In an attempt to better understand why road rage exists, Dr. Reidbord looked our perception. Perception, another important topic with have discussed in class, essentially describes our mental interpretation and representation of the stimuli we perceive. What Dr. Reidbord found is that the cause of road rage is almost never the actual offensive that the victim experiences. In other words, road rage is rarely the result of being cut off, slow drivers, or almost crashing. Instead, it is the interpretation of our perception of the offensive that causes road rage. To exemplify this, when you get passed on I-95 and the driver almost hits your car as he passes, you immediately view that driver as having no respect for you. One assumes that the other driver just views his or her own time as being more valuable and that they do not care about anyone else’s wellbeing. It turns out this mindset is very commonly the cause of road rage.

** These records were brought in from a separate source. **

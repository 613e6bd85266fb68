//! Firestore typed values and documents.
//!
//! The REST API wraps every field in a single-key object naming its type
//! (`{"stringValue": "Arroz"}`). [`Value`] mirrors that encoding and
//! [`Document`] offers typed accessors on top of it.

use std::collections::BTreeMap;

use chrono::{DateTime, SecondsFormat, TimeZone, Utc};
use serde::{Deserialize, Serialize};

use super::FirestoreError;

/// Field map of a document or map value.
pub type Fields = BTreeMap<String, Value>;

/// A typed Firestore value.
#[derive(Debug, Clone, PartialEq, Serialize, Deserialize)]
#[serde(rename_all = "camelCase")]
pub enum Value {
    NullValue(()),
    BooleanValue(bool),
    /// 64-bit integers travel as decimal strings.
    IntegerValue(String),
    DoubleValue(f64),
    /// RFC 3339 timestamp.
    TimestampValue(String),
    StringValue(String),
    BytesValue(String),
    ReferenceValue(String),
    GeoPointValue(serde_json::Value),
    ArrayValue(ArrayValue),
    MapValue(MapValue),
}

#[derive(Debug, Clone, Default, PartialEq, Serialize, Deserialize)]
pub struct ArrayValue {
    #[serde(default, skip_serializing_if = "Vec::is_empty")]
    pub values: Vec<Value>,
}

#[derive(Debug, Clone, Default, PartialEq, Serialize, Deserialize)]
pub struct MapValue {
    #[serde(default, skip_serializing_if = "BTreeMap::is_empty")]
    pub fields: Fields,
}

impl Value {
    pub fn string(s: impl Into<String>) -> Self {
        Self::StringValue(s.into())
    }

    #[must_use]
    pub fn timestamp(at: DateTime<Utc>) -> Self {
        Self::TimestampValue(at.to_rfc3339_opts(SecondsFormat::Millis, true))
    }

    pub fn string_array<I, S>(items: I) -> Self
    where
        I: IntoIterator<Item = S>,
        S: Into<String>,
    {
        Self::ArrayValue(ArrayValue {
            values: items.into_iter().map(|s| Self::StringValue(s.into())).collect(),
        })
    }

    /// String content, if this is a string value.
    #[must_use]
    pub fn as_str(&self) -> Option<&str> {
        match self {
            Self::StringValue(s) => Some(s),
            _ => None,
        }
    }

    /// Interpret as an instant.
    ///
    /// Accepts native timestamps, RFC 3339 strings and Unix milliseconds
    /// stored as integers or doubles.
    #[must_use]
    pub fn as_timestamp(&self) -> Option<DateTime<Utc>> {
        match self {
            Self::TimestampValue(s) | Self::StringValue(s) => DateTime::parse_from_rfc3339(s)
                .ok()
                .map(|dt| dt.with_timezone(&Utc)),
            Self::IntegerValue(s) => s
                .parse::<i64>()
                .ok()
                .and_then(|ms| Utc.timestamp_millis_opt(ms).single()),
            #[allow(clippy::cast_possible_truncation)]
            Self::DoubleValue(ms) => Utc.timestamp_millis_opt(*ms as i64).single(),
            _ => None,
        }
    }
}

/// A stored document.
#[derive(Debug, Clone, Default, PartialEq, Serialize, Deserialize)]
#[serde(rename_all = "camelCase")]
pub struct Document {
    /// Full resource name: `projects/{p}/databases/(default)/documents/{collection}/{id}`.
    #[serde(default, skip_serializing_if = "String::is_empty")]
    pub name: String,
    #[serde(default)]
    pub fields: Fields,
    #[serde(default, skip_serializing)]
    pub create_time: Option<String>,
    #[serde(default, skip_serializing)]
    pub update_time: Option<String>,
}

impl Document {
    /// Document body for writes.
    #[must_use]
    pub fn from_fields(fields: Fields) -> Self {
        Self {
            fields,
            ..Self::default()
        }
    }

    /// Last segment of the resource name.
    #[must_use]
    pub fn id(&self) -> &str {
        self.name.rsplit('/').next().unwrap_or_default()
    }

    /// Optional string field.
    #[must_use]
    pub fn string(&self, field: &str) -> Option<&str> {
        self.fields.get(field).and_then(Value::as_str)
    }

    /// Required string field.
    ///
    /// # Errors
    ///
    /// Returns `FirestoreError::Parse` if the field is missing or not a string.
    pub fn required_string(&self, field: &str) -> Result<&str, FirestoreError> {
        self.string(field).ok_or_else(|| self.missing(field))
    }

    /// Required timestamp field.
    ///
    /// # Errors
    ///
    /// Returns `FirestoreError::Parse` if the field is missing or not an instant.
    pub fn timestamp(&self, field: &str) -> Result<DateTime<Utc>, FirestoreError> {
        self.fields
            .get(field)
            .and_then(Value::as_timestamp)
            .ok_or_else(|| self.missing(field))
    }

    /// String elements of an array field; non-string elements are skipped.
    /// A missing field is an empty list.
    #[must_use]
    pub fn string_array(&self, field: &str) -> Vec<String> {
        match self.fields.get(field) {
            Some(Value::ArrayValue(array)) => array
                .values
                .iter()
                .filter_map(Value::as_str)
                .map(str::to_owned)
                .collect(),
            _ => Vec::new(),
        }
    }

    fn missing(&self, field: &str) -> FirestoreError {
        FirestoreError::Parse(format!("document '{}' has no valid '{field}'", self.id()))
    }
}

One factor that furthers our road rage is that there is no easy way to communicate with the aggressive driver. There is no easy way to tell whether the driver that just cut us off did so because they are a terrible human being or because they are trying to rush to the hospital. Since we tent to paint the actions of other drivers as being intentional and malicious, it’s rather easy to see how most road rage is a self-product of our own mind. This knowledge of our tendency to assume the worst of other drivers can help us control our road rage. It is research like that of Dr. Reidbord and many others that are actually influencing how driver’s education courses are being taught.
A couple summers ago, I had to take a driver’s improvement course for a speeding ticket I received. One of the things I vividly remember the instructor discussing in the course was the different methods for reducing road rage. The first tip was to change how we perceive the actions of others. This program urged drivers to shift from an accusatory mindset to one that gives other drivers the benefit of the doubt. This goes back to the idea of being able to find positive reasoning for the actions of other drivers.
I think the influence of perception is very interesting. Much like Dr. Reidbord states, further examining our perception can also help us understand why we get angry when someone brings more than 15 items into the 15 items or less lane at Walmart. Overall, I believe that by devoting more time to studying perception we can advance our understanding with regards to why human beings respond to the world around them in the way that they do.